Sunday, March 18, 2012

TIER 6 A HUGE DEFEAT FOR THE NEXT GENERATION

No spin from NYSUT or Leo Casey or President Mulgrew on the legislation to stick anyone hired in April or thereafter with a Tier VI pension.  (Tell any paras that haven't joined the TRS to do so immediately.)  This is another crushing defeat for working people that will yield no savings today as current employees and retirees are not impacted.

For those yet to be hired, the legislature and governor wiped away virtually all of the pension gains we made over the last thirty years.  A new teacher or new state employee will have to work until they are sixty three to receive a full pension which will only be 55% of final average salary according to what I read.  Final average salary has been increased from the average of the last five years of employment instead of three.
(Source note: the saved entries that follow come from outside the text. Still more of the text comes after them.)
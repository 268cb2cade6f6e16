//! Connection state machine of the registry.
//!
//! ```text
//! Disconnected ──connect()──► Connecting ──open──► Open
//!      ▲                          │                 │
//!      └──────── dial failed ─────┘                 │
//!      └────────── closed / error / disconnect() ───┘
//! ```
//!
//! There is no automatic reconnect: leaving `Open` always lands in
//! `Disconnected`, and a fresh `connect()` is needed to go back.

use std::fmt;

use serde::Serialize;

/// Current state of the registry's transport.
#[derive(Debug, Clone, Copy, PartialEq, Eq, Default, Serialize)]
#[serde(rename_all = "lowercase")]
pub enum ConnectionState {
    /// No transport.  Commands fail with `TransportNotOpen`.
    #[default]
    Disconnected,
    /// Dial in progress.
    Connecting,
    /// Transport open; the streaming handshake has been sent.
    Open,
}

impl fmt::Display for ConnectionState {
    fn fmt(&self, f: &mut fmt::Formatter<'_>) -> fmt::Result {
        let name = match self {
            ConnectionState::Disconnected => "disconnected",
            ConnectionState::Connecting => "connecting",
            ConnectionState::Open => "open",
        };
        f.write_str(name)
    }
}
//! Per-parameter value rules.
//!
//! The JSON schema only says how many parameters a command takes.  The range
//! checks below are keyed by command name and parameter position and are
//! attached to the schema at load time:
//!
//! | Command        | Param | Rule                            |
//! |----------------|-------|---------------------------------|
//! | `brightness`   | 0     | integer in `0..=255`            |
//! | `spring_param` | 0     | exactly 6 hex characters        |
//! | `vibrate`      | 0     | non-negative integer (ms)       |
//!
//! Every other parameter accepts any text.

/// A check applied to one parameter value.
#[derive(Debug, Clone, PartialEq, Eq)]
pub enum ParamRule {
    /// No constraint beyond being present.
    Any,
    /// Decimal integer within `min..=max`.
    IntegerRange { min: i64, max: i64 },
    /// Exactly this many hex digits.
    HexDigits(usize),
    /// Decimal integer `>= 0`.
    NonNegativeInteger,
}

impl ParamRule {
    /// Returns `true` if `value` satisfies the rule.  Never panics.
    pub fn accepts(&self, value: &str) -> bool {
        match self {
            ParamRule::Any => true,
            ParamRule::IntegerRange { min, max } => value
                .parse::<i64>()
                .map(|n| (*min..=*max).contains(&n))
                .unwrap_or(false),
            ParamRule::HexDigits(len) => {
                value.len() == *len && value.bytes().all(|b| b.is_ascii_hexdigit())
            }
            ParamRule::NonNegativeInteger => value.parse::<u64>().is_ok(),
        }
    }
}

/// Returns the range rule for parameter `index` of `command`.
pub fn rule_for(command: &str, index: usize) -> ParamRule {
    match (command, index) {
        ("brightness", 0) => ParamRule::IntegerRange { min: 0, max: 255 },
        ("spring_param", 0) => ParamRule::HexDigits(6),
        ("vibrate", 0) => ParamRule::NonNegativeInteger,
        _ => ParamRule::Any,
    }
}
//! Application layer for wandlink-hub.
//!
//! Orchestrates the domain types: the [`registry::DeviceRegistry`] owns the
//! connection lifecycle, dispatches decoded frames to device records, prunes
//! silent devices and fans commands out.  It talks to the transport only
//! through the [`session::Connector`] port.
//!
//! # What does NOT belong here?
//!
//! - WebSocket framing (handled by tokio-tungstenite in `infrastructure`)
//! - Frame parsing rules (those live in `wandlink-core`)

pub mod registry;
pub mod session;

pub use registry::{
    DeviceHandle, DeviceRegistry, RegistryConfig, RegistryEvent, RemovalReason, PRUNE_INTERVAL,
};
pub use session::{Connector, InboundEvent, LinkSession};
I remember when I started working and all of the people who were on Tier I told those of us who were on Tier IV how horrible our pension was.  Now we will have to face the Tier VI people and tell them they are in it for the real long haul if they want to make teaching a career. It is the same for other civil servants across New York State.

Think about a twenty-two year old new college graduate who wants to become a teacher.  That person will have to work forty-one years to qualify for a full pension. This is not a very pleasant prospect.

With the attack on teachers and other public employees continuing unabated, could anyone encourage a young person to get into this line of work?

What about those COPE contributions?  We don't seem to have much influence with the legislature these days.


7 comments:

Anonymous said...

Teaching has ceased to be a profession. There will be a lot of career changers just looking for a 3 to 5 year stint before they move on. The new evaluation law will see to that. The state will probably have to do away with the Masters degree requirement, or modify the new evaluation if it wants people to stay longer than that. Don't worry about future teachers. Worry about the kids that will be facing these transient "instructors" in the classroom every day.

Anonymous said...

Having a couple of resource room classes enables me some time to enrich students. Be it a jazz artist, a Picasso, a Daniel Elsburg or current social or political topic etc, etc, etc. I introduced the new Tier 6 to my students. Now mind you some don't even know what a pension truly is and teens lack foresight, but when I explained simply, they all sensed the harshness of it. I honestly saw my own children in their eyes.

Anonymous said...

I haven't seen anything good come out of my COPE dollars for years.

Of course police and firefighters have major differences in their plans.

The thing is, how many will actually make it to age 62? It's a grueling job, and with the new evaluations, it will be easier to fire teachers before they reach retirement age.

Anonymous said...

James,

You might want to check out the following link to a petition started by the President of the Lancaster Teachers Association, Eric Pryzkuta and other union presidents, including the president of my local Ray Hodges.

The petition has the support of Carol Burris and Diane Ravitch. It already has over 1,100 signatures in just two days of being live.

If it is something you could support, then I would ask you to post it to your site.

Anonymous said...

James,

You might want to check out the following link to a petition started by the President of the Lancaster Teachers Association, Eric Pryzkuta and other union presidents, including the president of my local Ray Hodges.

The petition has the support of Carol Burris and Diane Ravitch. It already has over 1,100 signatures in just two days of being live.

If it is something you could support, then I would ask you to post it to your site.

http://signon.org/sign/educators-for-fair-evaluatio?source=s.tw&r_by=3842702

Yours in solidarity,
Darrell McElroy, NBCT
Executive VP Monroe-Woodbury TA

James Eterno said...

I will look at it.

PedroNicolasPayano said...

There is no easy answer to this problem. On one hand, teachers want to make the most amount of money as possible, including pension benefits. On the other hand, government institutions all over the country are having a hard time raising and maintaining capital.

Perhaps what is needed is a re-negotiation of how a retirement plan should be distributed. Example: If the pension benefits take longer to achieve and are lower than they used to be, a substantial reduction in state taxes should be allowed by law.